Information supplied: Begin

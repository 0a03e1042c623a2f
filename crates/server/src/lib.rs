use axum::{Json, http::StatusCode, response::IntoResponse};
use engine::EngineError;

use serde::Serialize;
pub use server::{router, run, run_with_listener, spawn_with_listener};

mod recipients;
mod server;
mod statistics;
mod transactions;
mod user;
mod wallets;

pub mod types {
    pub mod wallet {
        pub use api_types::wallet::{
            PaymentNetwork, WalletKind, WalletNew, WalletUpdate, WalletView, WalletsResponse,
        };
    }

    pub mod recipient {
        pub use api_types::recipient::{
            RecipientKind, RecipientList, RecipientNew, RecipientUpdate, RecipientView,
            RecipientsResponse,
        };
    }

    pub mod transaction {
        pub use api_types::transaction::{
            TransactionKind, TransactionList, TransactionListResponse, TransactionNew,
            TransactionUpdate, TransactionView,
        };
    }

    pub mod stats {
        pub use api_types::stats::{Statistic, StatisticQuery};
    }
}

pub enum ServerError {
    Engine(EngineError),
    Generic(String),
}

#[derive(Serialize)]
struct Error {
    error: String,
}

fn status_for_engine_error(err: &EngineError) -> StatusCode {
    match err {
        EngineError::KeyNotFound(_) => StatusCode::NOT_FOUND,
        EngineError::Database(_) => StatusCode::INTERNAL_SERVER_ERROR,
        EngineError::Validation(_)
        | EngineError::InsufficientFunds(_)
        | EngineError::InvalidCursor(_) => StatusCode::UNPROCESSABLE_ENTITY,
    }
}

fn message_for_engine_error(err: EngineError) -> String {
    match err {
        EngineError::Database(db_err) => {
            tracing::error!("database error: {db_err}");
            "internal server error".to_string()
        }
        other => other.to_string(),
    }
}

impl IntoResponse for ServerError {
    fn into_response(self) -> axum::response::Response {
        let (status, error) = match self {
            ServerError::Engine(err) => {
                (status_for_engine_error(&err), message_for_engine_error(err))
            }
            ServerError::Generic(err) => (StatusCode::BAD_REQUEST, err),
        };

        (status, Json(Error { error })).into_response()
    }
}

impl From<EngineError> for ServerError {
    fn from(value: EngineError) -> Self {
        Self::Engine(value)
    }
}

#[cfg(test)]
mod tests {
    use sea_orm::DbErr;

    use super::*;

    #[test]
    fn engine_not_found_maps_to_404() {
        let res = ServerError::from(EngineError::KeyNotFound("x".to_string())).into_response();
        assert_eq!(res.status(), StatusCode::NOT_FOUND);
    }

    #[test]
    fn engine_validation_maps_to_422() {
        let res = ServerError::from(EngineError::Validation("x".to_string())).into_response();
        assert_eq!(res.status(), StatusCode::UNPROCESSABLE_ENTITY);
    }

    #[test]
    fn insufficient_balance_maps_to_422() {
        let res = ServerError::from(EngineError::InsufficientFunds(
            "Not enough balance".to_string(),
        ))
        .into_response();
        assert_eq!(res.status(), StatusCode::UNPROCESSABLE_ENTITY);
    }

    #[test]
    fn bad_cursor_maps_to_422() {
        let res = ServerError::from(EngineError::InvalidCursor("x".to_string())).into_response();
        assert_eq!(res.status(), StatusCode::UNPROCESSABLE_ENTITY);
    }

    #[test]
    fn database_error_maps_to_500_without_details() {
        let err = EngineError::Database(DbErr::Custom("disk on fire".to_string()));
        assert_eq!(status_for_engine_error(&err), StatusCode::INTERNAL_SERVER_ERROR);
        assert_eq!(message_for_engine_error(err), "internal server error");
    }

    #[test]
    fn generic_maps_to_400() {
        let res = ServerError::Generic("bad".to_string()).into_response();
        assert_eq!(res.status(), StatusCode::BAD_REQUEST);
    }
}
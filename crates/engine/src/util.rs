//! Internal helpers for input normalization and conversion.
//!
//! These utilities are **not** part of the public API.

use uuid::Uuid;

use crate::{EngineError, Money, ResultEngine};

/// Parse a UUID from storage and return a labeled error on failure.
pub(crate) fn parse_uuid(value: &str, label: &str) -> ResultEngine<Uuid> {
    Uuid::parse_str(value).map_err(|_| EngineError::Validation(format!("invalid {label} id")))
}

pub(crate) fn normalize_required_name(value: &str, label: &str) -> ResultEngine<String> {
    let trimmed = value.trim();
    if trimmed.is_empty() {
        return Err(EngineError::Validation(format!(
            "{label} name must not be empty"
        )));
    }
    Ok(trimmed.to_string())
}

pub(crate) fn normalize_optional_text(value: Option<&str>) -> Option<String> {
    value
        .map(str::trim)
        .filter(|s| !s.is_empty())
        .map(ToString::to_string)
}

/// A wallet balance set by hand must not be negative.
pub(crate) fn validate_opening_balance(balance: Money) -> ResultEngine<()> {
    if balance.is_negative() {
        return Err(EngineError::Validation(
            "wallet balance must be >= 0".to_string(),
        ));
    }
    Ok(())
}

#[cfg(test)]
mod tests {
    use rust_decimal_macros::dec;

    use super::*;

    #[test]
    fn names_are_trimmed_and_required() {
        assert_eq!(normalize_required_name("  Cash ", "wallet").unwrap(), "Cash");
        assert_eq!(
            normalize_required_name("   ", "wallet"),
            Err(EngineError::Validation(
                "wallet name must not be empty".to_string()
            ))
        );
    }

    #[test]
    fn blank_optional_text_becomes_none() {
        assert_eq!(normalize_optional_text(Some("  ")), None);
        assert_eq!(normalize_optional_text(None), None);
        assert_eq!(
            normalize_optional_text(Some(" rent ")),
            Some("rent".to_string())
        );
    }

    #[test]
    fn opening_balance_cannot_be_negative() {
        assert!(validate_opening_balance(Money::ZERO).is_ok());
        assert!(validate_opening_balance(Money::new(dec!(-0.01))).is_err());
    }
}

Information supplied: End

> Exercise details: Report each line of the data that includes the string "InvalidCursor".

> Written answer:
        | EngineError::InvalidCursor(_) => StatusCode::UNPROCESSABLE_ENTITY,
        let res = ServerError::from(EngineError::InvalidCursor("x".to_string())).into_response();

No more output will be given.